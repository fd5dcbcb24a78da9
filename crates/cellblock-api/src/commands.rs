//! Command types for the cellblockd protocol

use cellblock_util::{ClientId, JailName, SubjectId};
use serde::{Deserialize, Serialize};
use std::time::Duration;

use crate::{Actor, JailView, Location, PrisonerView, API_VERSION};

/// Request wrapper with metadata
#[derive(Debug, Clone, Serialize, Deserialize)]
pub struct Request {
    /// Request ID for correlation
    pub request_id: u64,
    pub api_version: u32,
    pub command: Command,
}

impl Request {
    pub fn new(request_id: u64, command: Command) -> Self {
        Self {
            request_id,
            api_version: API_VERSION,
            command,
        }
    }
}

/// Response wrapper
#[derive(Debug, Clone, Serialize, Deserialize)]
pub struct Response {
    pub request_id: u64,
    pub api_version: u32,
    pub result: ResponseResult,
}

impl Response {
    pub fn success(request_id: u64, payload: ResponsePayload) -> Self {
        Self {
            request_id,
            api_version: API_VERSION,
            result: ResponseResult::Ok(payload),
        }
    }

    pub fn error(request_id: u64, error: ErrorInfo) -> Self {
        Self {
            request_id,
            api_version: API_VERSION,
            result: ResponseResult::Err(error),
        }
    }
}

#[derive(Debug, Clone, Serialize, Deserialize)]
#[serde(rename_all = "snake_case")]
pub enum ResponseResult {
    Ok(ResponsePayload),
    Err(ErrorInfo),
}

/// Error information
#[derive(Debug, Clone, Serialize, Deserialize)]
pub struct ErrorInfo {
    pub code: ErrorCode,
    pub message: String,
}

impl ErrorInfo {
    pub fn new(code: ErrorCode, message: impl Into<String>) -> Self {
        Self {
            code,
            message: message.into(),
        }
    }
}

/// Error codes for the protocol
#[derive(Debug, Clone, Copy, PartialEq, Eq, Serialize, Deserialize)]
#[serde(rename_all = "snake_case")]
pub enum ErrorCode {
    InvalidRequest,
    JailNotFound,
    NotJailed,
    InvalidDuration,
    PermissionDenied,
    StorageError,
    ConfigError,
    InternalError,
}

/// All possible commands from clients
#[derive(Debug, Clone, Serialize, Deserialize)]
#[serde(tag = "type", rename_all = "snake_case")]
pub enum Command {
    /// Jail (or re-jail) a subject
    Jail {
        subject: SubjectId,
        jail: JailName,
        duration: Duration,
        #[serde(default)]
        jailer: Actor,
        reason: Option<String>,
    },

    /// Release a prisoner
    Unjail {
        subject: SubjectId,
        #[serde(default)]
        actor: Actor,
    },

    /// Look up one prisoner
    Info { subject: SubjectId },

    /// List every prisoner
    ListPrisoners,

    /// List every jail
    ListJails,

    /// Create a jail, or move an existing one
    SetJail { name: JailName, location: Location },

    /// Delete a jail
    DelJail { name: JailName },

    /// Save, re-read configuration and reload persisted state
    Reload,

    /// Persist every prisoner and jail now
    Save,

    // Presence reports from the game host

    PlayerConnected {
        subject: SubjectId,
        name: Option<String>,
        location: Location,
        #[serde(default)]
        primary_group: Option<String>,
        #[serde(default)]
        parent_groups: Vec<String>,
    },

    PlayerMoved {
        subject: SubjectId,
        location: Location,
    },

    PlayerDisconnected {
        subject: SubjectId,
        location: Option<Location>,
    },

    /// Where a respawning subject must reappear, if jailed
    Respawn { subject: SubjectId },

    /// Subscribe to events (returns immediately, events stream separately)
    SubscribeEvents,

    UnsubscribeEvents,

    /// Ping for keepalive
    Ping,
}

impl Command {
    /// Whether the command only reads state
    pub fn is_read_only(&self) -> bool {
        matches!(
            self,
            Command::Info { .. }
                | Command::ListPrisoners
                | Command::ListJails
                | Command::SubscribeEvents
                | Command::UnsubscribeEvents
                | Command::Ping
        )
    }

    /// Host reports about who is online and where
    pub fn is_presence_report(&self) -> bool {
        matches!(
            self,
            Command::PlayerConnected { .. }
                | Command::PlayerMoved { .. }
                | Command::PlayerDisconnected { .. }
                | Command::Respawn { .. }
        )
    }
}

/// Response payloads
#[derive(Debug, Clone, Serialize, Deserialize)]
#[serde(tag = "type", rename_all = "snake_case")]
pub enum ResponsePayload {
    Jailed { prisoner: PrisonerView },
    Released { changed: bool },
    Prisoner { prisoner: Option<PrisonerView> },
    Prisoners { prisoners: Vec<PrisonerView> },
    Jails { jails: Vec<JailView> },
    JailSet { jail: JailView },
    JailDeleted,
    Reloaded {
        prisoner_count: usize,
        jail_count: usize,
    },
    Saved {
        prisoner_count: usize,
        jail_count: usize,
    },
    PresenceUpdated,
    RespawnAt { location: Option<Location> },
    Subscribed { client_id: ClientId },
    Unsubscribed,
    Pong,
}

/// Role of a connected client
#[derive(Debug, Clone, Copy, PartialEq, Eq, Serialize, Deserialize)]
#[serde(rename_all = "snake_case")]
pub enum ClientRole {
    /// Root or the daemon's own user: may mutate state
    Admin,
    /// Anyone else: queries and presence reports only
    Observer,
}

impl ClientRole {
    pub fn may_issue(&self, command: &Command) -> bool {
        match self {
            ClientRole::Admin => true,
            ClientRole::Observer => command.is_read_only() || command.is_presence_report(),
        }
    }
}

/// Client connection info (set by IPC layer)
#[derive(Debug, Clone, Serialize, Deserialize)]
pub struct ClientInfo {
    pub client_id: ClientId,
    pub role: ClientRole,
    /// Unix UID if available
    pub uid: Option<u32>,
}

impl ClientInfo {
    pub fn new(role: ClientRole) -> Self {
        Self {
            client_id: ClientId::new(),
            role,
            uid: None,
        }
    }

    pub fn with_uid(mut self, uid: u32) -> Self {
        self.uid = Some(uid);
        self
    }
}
□ □ □ □ □ □ □
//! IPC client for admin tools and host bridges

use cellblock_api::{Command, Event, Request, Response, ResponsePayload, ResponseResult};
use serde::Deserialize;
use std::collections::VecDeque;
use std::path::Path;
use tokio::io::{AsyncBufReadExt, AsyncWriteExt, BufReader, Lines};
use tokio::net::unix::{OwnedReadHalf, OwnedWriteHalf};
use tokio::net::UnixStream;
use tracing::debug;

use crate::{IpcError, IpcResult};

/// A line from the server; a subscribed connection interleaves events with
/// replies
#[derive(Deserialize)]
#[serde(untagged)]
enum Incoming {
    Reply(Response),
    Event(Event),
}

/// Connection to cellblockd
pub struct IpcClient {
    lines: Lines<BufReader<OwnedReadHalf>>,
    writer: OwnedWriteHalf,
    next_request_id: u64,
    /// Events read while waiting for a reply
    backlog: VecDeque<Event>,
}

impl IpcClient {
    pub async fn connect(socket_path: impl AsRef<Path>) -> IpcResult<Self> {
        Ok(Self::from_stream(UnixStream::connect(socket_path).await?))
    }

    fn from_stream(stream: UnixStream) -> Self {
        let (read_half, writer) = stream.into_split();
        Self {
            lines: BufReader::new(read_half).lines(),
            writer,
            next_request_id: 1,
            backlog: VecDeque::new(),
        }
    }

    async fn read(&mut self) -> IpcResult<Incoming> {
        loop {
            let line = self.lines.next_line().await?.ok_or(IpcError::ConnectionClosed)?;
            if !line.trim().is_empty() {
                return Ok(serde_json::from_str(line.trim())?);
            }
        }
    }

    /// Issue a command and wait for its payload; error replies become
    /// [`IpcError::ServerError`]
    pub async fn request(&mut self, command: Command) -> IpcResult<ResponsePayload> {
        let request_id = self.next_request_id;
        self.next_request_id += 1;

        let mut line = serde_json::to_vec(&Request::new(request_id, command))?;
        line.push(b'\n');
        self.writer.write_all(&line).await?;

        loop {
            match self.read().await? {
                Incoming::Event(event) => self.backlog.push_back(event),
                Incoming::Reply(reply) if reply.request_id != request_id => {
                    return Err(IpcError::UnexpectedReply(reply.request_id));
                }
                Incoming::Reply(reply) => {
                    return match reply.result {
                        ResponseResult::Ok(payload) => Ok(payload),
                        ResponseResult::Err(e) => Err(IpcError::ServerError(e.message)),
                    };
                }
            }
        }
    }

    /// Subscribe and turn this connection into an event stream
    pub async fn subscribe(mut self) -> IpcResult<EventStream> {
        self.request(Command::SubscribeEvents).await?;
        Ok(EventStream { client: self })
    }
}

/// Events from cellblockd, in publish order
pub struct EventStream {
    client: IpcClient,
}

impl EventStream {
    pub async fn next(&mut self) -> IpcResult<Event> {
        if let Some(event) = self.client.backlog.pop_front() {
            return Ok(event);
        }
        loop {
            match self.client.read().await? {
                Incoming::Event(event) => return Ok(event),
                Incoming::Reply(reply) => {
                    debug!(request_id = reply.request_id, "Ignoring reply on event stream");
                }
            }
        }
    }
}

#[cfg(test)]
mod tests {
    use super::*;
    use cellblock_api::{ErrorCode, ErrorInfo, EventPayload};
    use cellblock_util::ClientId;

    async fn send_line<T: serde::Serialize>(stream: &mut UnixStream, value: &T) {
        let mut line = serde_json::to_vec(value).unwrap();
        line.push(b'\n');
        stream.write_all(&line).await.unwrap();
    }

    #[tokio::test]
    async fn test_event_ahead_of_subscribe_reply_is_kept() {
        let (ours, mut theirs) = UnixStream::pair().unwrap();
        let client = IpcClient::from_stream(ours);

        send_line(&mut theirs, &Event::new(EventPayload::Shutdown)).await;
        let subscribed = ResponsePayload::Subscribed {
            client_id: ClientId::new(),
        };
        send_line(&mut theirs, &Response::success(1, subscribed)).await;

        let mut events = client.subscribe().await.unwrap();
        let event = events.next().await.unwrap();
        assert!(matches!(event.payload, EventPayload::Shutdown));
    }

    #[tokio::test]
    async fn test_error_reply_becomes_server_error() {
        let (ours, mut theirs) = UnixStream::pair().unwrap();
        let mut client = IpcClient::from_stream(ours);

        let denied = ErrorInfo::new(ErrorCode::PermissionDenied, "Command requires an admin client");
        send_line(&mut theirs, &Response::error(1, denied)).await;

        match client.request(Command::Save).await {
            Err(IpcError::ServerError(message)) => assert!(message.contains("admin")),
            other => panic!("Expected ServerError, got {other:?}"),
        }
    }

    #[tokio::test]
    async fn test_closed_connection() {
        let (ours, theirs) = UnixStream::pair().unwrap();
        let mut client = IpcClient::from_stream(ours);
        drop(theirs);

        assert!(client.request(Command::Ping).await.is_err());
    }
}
□ □ □ □ □ □ □
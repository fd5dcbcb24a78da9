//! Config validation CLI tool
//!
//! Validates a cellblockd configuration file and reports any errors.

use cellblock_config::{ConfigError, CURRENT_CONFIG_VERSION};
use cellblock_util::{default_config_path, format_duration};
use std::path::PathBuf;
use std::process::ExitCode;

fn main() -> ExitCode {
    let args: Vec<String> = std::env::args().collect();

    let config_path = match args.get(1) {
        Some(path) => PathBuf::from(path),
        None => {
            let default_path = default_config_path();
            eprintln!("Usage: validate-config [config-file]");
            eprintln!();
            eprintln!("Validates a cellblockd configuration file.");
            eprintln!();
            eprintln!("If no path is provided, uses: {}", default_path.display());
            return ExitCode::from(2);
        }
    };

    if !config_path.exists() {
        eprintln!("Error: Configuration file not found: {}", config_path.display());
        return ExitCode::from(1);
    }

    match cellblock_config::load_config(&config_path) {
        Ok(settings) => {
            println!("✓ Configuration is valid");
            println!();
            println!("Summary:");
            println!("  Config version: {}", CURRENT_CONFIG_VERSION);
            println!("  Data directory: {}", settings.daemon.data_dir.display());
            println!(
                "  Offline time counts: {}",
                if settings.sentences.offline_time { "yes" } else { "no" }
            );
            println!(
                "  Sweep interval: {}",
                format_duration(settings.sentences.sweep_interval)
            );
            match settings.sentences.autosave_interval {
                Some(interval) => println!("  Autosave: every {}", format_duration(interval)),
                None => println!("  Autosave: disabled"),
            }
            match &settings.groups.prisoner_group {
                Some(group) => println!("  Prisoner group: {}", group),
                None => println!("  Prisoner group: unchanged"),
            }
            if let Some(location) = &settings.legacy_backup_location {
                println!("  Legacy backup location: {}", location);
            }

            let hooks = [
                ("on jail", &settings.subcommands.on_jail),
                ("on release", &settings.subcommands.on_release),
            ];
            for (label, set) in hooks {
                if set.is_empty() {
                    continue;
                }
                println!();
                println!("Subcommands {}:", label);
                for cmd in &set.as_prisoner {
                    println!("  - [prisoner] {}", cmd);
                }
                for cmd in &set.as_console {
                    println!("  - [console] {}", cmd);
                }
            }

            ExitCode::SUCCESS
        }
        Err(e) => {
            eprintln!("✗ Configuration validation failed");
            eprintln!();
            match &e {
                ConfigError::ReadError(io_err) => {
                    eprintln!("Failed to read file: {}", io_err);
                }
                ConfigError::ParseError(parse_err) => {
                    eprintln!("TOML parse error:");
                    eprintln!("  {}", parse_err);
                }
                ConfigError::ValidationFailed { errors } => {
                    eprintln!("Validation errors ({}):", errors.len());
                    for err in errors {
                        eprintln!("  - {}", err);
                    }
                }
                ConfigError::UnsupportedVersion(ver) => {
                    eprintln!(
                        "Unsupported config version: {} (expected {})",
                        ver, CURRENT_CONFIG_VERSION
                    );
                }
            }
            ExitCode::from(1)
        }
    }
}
□ □ □ □ □ □ □
> What you are asked to do:
In the entries above, find each line that has the word "Observer". Copy it.

> Solution to this problem:
    Observer,
            ClientRole::Observer => command.is_read_only() || command.is_presence_report(),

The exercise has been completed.